Sami e la moglie Selma quel giorno, come ogni mattina, ogni estate da molti anni, attendevano i visitatori. Alcuni arrivano in ciabatte come si va a un qualsiasi museo per trascorrere una mattina fresca prima del bagno. Dopo pochi minuti di racconto nella Sinagoga però cala un silenzio assoluto. Si sente solo la voce di Sami e il rumore di un ventilatore arrugginito. Più Sami parla della sua comunità, della sua infanzia e di quel ragazzino cacciato da scuola e deportato con il padre Giacobbe e la sorella Lucia, che da Auschwitz non sono tornati, più si capisce il titolo del libro Per questo ho vissuto.
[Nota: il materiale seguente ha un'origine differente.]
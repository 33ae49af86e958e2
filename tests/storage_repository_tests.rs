/*!
 * 自定义命令Repository集成测试
 *
 * 测试数据库管理器与 custom_commands 表的数据访问逻辑
 */

use tempfile::TempDir;

use guild_commands::storage::{
    database::{DatabaseManager, DatabaseOptions},
    paths::StoragePathsBuilder,
    repositories::{CustomCommandRecord, CustomCommands},
};

/// 创建测试用的数据库管理器
async fn create_test_database() -> (DatabaseManager, TempDir) {
    let temp_dir = TempDir::new().expect("创建临时目录失败");
    let paths = StoragePathsBuilder::new()
        .app_dir(temp_dir.path().to_path_buf())
        .build()
        .expect("创建存储路径失败");

    let manager = DatabaseManager::new(paths, DatabaseOptions::default())
        .await
        .expect("创建数据库管理器失败");

    manager.initialize().await.expect("初始化数据库失败");

    (manager, temp_dir)
}

fn potato_record() -> CustomCommandRecord {
    CustomCommandRecord::new("g1", "Guild1", "potato", "I am a potato", false)
}

#[tokio::test]
async fn insert_then_find_roundtrip() {
    let (db, _temp_dir) = create_test_database().await;
    let repo = CustomCommands::new(&db);

    repo.insert(&potato_record()).await.expect("插入记录失败");

    let found = repo
        .find("g1", "potato")
        .await
        .expect("查找记录失败")
        .expect("记录应当存在");
    assert_eq!(found.guild_name, "Guild1");
    assert_eq!(found.return_value, "I am a potato");
    assert!(!found.is_text_mode);

    assert!(repo
        .find("g1", "carrot")
        .await
        .expect("查找记录失败")
        .is_none());
}

#[tokio::test]
async fn duplicate_insert_reports_duplicate_key() {
    let (db, _temp_dir) = create_test_database().await;
    let repo = CustomCommands::new(&db);

    repo.insert(&potato_record()).await.expect("插入记录失败");

    let err = repo
        .insert(&potato_record())
        .await
        .expect_err("重复插入应当失败");
    assert!(err.is_duplicate_key());

    // 同名命令在不同公会下互不冲突
    let other_guild = CustomCommandRecord::new("g2", "Guild2", "potato", "other", true);
    repo.insert(&other_guild).await.expect("插入记录失败");
}

#[tokio::test]
async fn update_return_value_reports_affected_rows() {
    let (db, _temp_dir) = create_test_database().await;
    let repo = CustomCommands::new(&db);

    repo.insert(&potato_record()).await.expect("插入记录失败");

    let affected = repo
        .update_return_value("g1", "potato", "new value")
        .await
        .expect("更新记录失败");
    assert_eq!(affected, 1);

    let found = repo
        .find("g1", "potato")
        .await
        .expect("查找记录失败")
        .expect("记录应当存在");
    assert_eq!(found.return_value, "new value");

    // 不存在的记录更新 0 行
    let affected = repo
        .update_return_value("g1", "carrot", "nothing")
        .await
        .expect("更新记录失败");
    assert_eq!(affected, 0);
}

#[tokio::test]
async fn delete_reports_affected_rows() {
    let (db, _temp_dir) = create_test_database().await;
    let repo = CustomCommands::new(&db);

    repo.insert(&potato_record()).await.expect("插入记录失败");

    assert_eq!(repo.delete("g1", "potato").await.expect("删除记录失败"), 1);
    assert_eq!(repo.delete("g1", "potato").await.expect("删除记录失败"), 0);
    assert!(repo
        .find("g1", "potato")
        .await
        .expect("查找记录失败")
        .is_none());
}

#[tokio::test]
async fn list_for_guild_is_scoped_and_ordered() {
    let (db, _temp_dir) = create_test_database().await;
    let repo = CustomCommands::new(&db);

    for (name, value) in [("zebra", "1"), ("apple", "2")] {
        repo.insert(&CustomCommandRecord::new("g1", "Guild1", name, value, false))
            .await
            .expect("插入记录失败");
    }
    repo.insert(&CustomCommandRecord::new("g2", "Guild2", "mango", "3", true))
        .await
        .expect("插入记录失败");

    let records = repo.list_for_guild("g1").await.expect("列出记录失败");
    let names: Vec<_> = records.iter().map(|r| r.name.as_str()).collect();
    assert_eq!(names, vec!["zebra", "apple"]);

    assert!(repo
        .list_for_guild("g3")
        .await
        .expect("列出记录失败")
        .is_empty());
}
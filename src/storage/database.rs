use crate::storage::error::{DatabaseError, DatabaseResult};
use crate::storage::paths::StoragePaths;
use crate::storage::schema;
use sqlx::sqlite::{
    SqliteConnectOptions, SqliteJournalMode, SqlitePool, SqlitePoolOptions, SqliteSynchronous,
};
use sqlx::{ConnectOptions, Executor};
use std::fmt;
use std::num::NonZeroU32;
use std::time::Duration;
use tracing::{debug, info};

#[derive(Debug, Clone)]
pub enum PoolSize {
    Fixed(NonZeroU32),
    Adaptive { min: NonZeroU32, max: NonZeroU32 },
}

impl PoolSize {
    fn resolve(&self) -> (NonZeroU32, NonZeroU32) {
        match self {
            PoolSize::Fixed(size) => (*size, *size),
            PoolSize::Adaptive { min, max } => {
                let cpu = std::thread::available_parallelism()
                    .map(|n| n.get() as u32)
                    .unwrap_or(4);
                let suggested = (cpu * 2).clamp(min.get(), max.get());
                (*min, NonZeroU32::new(suggested).unwrap())
            }
        }
    }
}

#[derive(Debug, Clone)]
pub struct DatabaseOptions {
    pub pool_size: PoolSize,
    pub connection_timeout: Duration,
    pub statement_timeout: Duration,
    pub wal: bool,
}

impl Default for DatabaseOptions {
    fn default() -> Self {
        Self {
            pool_size: PoolSize::Adaptive {
                min: NonZeroU32::new(4).unwrap(),
                max: NonZeroU32::new(32).unwrap(),
            },
            connection_timeout: Duration::from_secs(10),
            statement_timeout: Duration::from_secs(30),
            wal: true,
        }
    }
}

pub struct DatabaseManager {
    pool: SqlitePool,
    paths: StoragePaths,
    options: DatabaseOptions,
}

impl fmt::Debug for DatabaseManager {
    fn fmt(&self, f: &mut fmt::Formatter<'_>) -> fmt::Result {
        f.debug_struct("DatabaseManager")
            .field("paths", &self.paths)
            .field("options", &self.options)
            .finish()
    }
}

impl DatabaseManager {
    pub async fn new(paths: StoragePaths, options: DatabaseOptions) -> DatabaseResult<Self> {
        let db_path = paths.database_file();
        if let Some(parent) = db_path.parent() {
            tokio::fs::create_dir_all(parent).await.map_err(|e| {
                DatabaseError::io(format!("创建数据库目录 {}", parent.display()), e)
            })?;
        }

        let (min_conn, max_conn) = options.pool_size.resolve();

        let connect_options = SqliteConnectOptions::new()
            .filename(&db_path)
            .create_if_missing(true)
            .journal_mode(if options.wal {
                SqliteJournalMode::Wal
            } else {
                SqliteJournalMode::Delete
            })
            .synchronous(SqliteSynchronous::Normal)
            .busy_timeout(options.statement_timeout)
            .disable_statement_logging();

        let pool = SqlitePoolOptions::new()
            .min_connections(min_conn.get())
            .max_connections(max_conn.get())
            .acquire_timeout(options.connection_timeout)
            .idle_timeout(Some(Duration::from_secs(30)))
            .max_lifetime(Some(Duration::from_secs(60 * 15)))
            .connect_with(connect_options)
            .await?;

        debug!("SQLite连接池已建立: {}", db_path.display());

        Ok(Self {
            pool,
            paths,
            options,
        })
    }

    /// 初始化数据库：开启外键并执行内嵌建表脚本
    pub async fn initialize(&self) -> DatabaseResult<()> {
        self.pool.execute("PRAGMA foreign_keys = ON").await?;

        for script in schema::SCRIPTS {
            debug!("执行SQL脚本: {}", script.name);
            for statement in script.statements {
                sqlx::query(statement).execute(&self.pool).await?;
            }
        }

        info!("数据库初始化完成: {}", self.paths.database_file().display());
        Ok(())
    }

    pub fn pool(&self) -> &SqlitePool {
        &self.pool
    }

    pub fn paths(&self) -> &StoragePaths {
        &self.paths
    }

    pub fn options(&self) -> &DatabaseOptions {
        &self.options
    }
}

#[cfg(test)]
mod tests {
    use super::*;
    use crate::storage::paths::StoragePathsBuilder;
    use tempfile::TempDir;

    async fn create_manager(temp_dir: &TempDir) -> DatabaseManager {
        let paths = StoragePathsBuilder::new()
            .app_dir(temp_dir.path().to_path_buf())
            .build()
            .unwrap();

        DatabaseManager::new(paths, DatabaseOptions::default())
            .await
            .unwrap()
    }

    #[tokio::test]
    async fn initialize_creates_schema() {
        let temp_dir = TempDir::new().unwrap();
        let manager = create_manager(&temp_dir).await;
        manager.initialize().await.unwrap();

        let count: i64 = sqlx::query_scalar(
            "SELECT COUNT(*) FROM sqlite_master WHERE type = 'table' AND name = 'custom_commands'",
        )
        .fetch_one(manager.pool())
        .await
        .unwrap();
        assert_eq!(count, 1);
    }

    #[tokio::test]
    async fn initialize_is_idempotent() {
        let temp_dir = TempDir::new().unwrap();
        let manager = create_manager(&temp_dir).await;
        manager.initialize().await.unwrap();
        manager.initialize().await.unwrap();
    }
}
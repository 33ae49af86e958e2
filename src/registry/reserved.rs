/*!
 * 内置命令名保护模块
 *
 * 进程级固定集合，启动时由宿主运行时注册的内置命令名填充。
 * 自定义命令永远不允许遮蔽内置命令
 */

use std::collections::HashSet;

/// 内置命令名集合（大小写不敏感）
#[derive(Debug, Clone, Default)]
pub struct ReservedNames {
    names: HashSet<String>,
}

impl ReservedNames {
    /// 从宿主运行时的内置命令名构建集合，名称统一转为小写
    pub fn new<I, S>(builtins: I) -> Self
    where
        I: IntoIterator<Item = S>,
        S: Into<String>,
    {
        Self {
            names: builtins
                .into_iter()
                .map(|name| name.into().to_lowercase())
                .collect(),
        }
    }

    /// 判断命令名是否为内置命令（大小写不敏感）
    pub fn is_reserved(&self, name: &str) -> bool {
        self.names.contains(&name.to_lowercase())
    }

    pub fn len(&self) -> usize {
        self.names.len()
    }

    pub fn is_empty(&self) -> bool {
        self.names.is_empty()
    }
}

#[cfg(test)]
mod tests {
    use super::*;

    #[test]
    fn is_case_insensitive() {
        let reserved = ReservedNames::new(["Help", "about"]);

        assert!(reserved.is_reserved("help"));
        assert!(reserved.is_reserved("HELP"));
        assert!(reserved.is_reserved("About"));
        assert!(!reserved.is_reserved("potato"));
    }

    #[test]
    fn empty_set_reserves_nothing() {
        let reserved = ReservedNames::default();

        assert!(reserved.is_empty());
        assert!(!reserved.is_reserved("help"));
    }
}
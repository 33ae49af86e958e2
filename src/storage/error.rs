use std::path::PathBuf;

use sqlx::Error as SqlxError;
use thiserror::Error;

pub type DatabaseResult<T> = Result<T, DatabaseError>;
pub type StoragePathsResult<T> = Result<T, StoragePathsError>;
pub type RepositoryResult<T> = Result<T, RepositoryError>;

#[derive(Debug, Error)]
pub enum DatabaseError {
    #[error("Database error: {0}")]
    Sqlx(#[from] SqlxError),
    #[error("I/O error while {context}: {source}")]
    Io {
        context: String,
        #[source]
        source: std::io::Error,
    },
    #[error("Database internal error: {0}")]
    Internal(String),
}

impl DatabaseError {
    pub fn io(context: impl Into<String>, source: std::io::Error) -> Self {
        DatabaseError::Io {
            context: context.into(),
            source,
        }
    }

    pub fn internal(message: impl Into<String>) -> Self {
        DatabaseError::Internal(message.into())
    }
}

#[derive(Debug, Error)]
pub enum StoragePathsError {
    #[error("App directory is missing")]
    AppDirectoryMissing,
    #[error("Failed to create directory {path}: {source}")]
    DirectoryCreate {
        path: PathBuf,
        #[source]
        source: std::io::Error,
    },
    #[error("Failed to access directory {path}: {source}")]
    DirectoryAccess {
        path: PathBuf,
        #[source]
        source: std::io::Error,
    },
}

impl StoragePathsError {
    pub fn directory_create(path: PathBuf, source: std::io::Error) -> Self {
        StoragePathsError::DirectoryCreate { path, source }
    }

    pub fn directory_access(path: PathBuf, source: std::io::Error) -> Self {
        StoragePathsError::DirectoryAccess { path, source }
    }
}

#[derive(Debug, Error)]
pub enum RepositoryError {
    /// 复合主键冲突（guild_id + name 已存在）
    #[error("Duplicate key: {key}")]
    DuplicateKey { key: String },
    /// 持久层不可达或超时
    #[error("Store unavailable: {0}")]
    Unavailable(#[source] SqlxError),
}

impl RepositoryError {
    pub fn duplicate_key(guild_id: &str, name: &str) -> Self {
        RepositoryError::DuplicateKey {
            key: format!("{} {}", guild_id, name),
        }
    }

    /// 将插入失败映射为 Repository 错误，识别唯一约束冲突
    pub fn from_insert(error: SqlxError, guild_id: &str, name: &str) -> Self {
        if let SqlxError::Database(ref db) = error {
            if db.is_unique_violation() {
                return Self::duplicate_key(guild_id, name);
            }
        }
        RepositoryError::Unavailable(error)
    }

    pub fn is_duplicate_key(&self) -> bool {
        matches!(self, RepositoryError::DuplicateKey { .. })
    }
}

impl From<SqlxError> for RepositoryError {
    fn from(error: SqlxError) -> Self {
        RepositoryError::Unavailable(error)
    }
}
Ovunque lo si ascolti, che sia nelle scuole, dove migliaia di studenti ogni anno scoprono la Shoah dalla sua voce, che sia ad Auschwitz, dove accompagna le scolaresche o lì nella Sinagoga di Rodi, dove il padre lo tenne per mano 80 anni fa, Sami ha un dono magico: fa rivivere chi è stato meno fortunato di lui. Chiunque abbia ascoltato il suo racconto si deve sentire un privilegiato. Per lui eravamo una famigliola di illustri sconosciuti, eppure quel giorno a Rodi ci ha accolto come fratelli. Alla fine della visita, dopo due ore piene di senso, emozione e commozione, ci ha chiesto: “Dove andate a mangiare ora?”. Così, dopo averci raccontato l’ultima volta che ha visto la sorella a Birkenau, ci ha mostrato la strada per la migliore pizzeria della città. Siamo rimasti a guardarlo, mentre rientrava in Sinagoga, a bocca aperta, come se avessimo avuto un’apparizione. Leggendo la dedica che ci aveva appena fatto sul suo libro (firmata “Samuel Modiano, sopravvissuto a Birkenau e Auschwitz Mai più B7456” e poi l’augurio “Mazal Tov”) ho pensato che bisognava fare qualcosa per trasmettere il suo messaggio. Perché, come ha scritto Massimo Gramellini, quando Sami si è fatto riprendere in tv per ‘sponsorizzare’ il vaccino contro il Covid, è davvero “come se con lui si fosse vaccinato tutto il Novecento”.
Il Covid ha cambiato la vita di Modiano. Quel vaccino contro l’antisemitismo, il razzismo e l’ignoranza non può più girare le scuole o salire con i treni della memoria a Birkenau. L’altro virus lo ha costretto a una forzata quarantena insieme all’amata moglie Selma. La scelta di distribuire, con l’avvicinarsi della Giornata della Memoria del 27 gennaio (il giorno del 1945 in cui Sami fu liberato dai russi), in allegato al Fatto Quotidiano in edicola una nuova edizione del libro Per questo ho vissuto, la mia vita ad Auschwitz-Birkenau e altri esili, in coedizione Paper First-Bur Rizzoli a un prezzo basso (8,90 più il prezzo del nostro giornale), vuol essere il nostro piccolo contributo al vaccino contro quel maledetto virus più resistente del Covid. Rispetto all’edizione originale presente in libreria, quella che troverete in edicola è arricchita da una bellissima prefazione di Enrico Mentana e dalla preziosa postfazione di Umberto Gentiloni, professore di Storia contemporanea alla Sapienza. La nuova copertina (di Lorenzo Sansonetti) rende bene il senso: in primo piano c’è Sami. Alle sue spalle, dietro il filo spinato, la foto dei suoi coetanei che non sono tornati. Nel libro Sami spiega: “Io oggi parlo per loro”.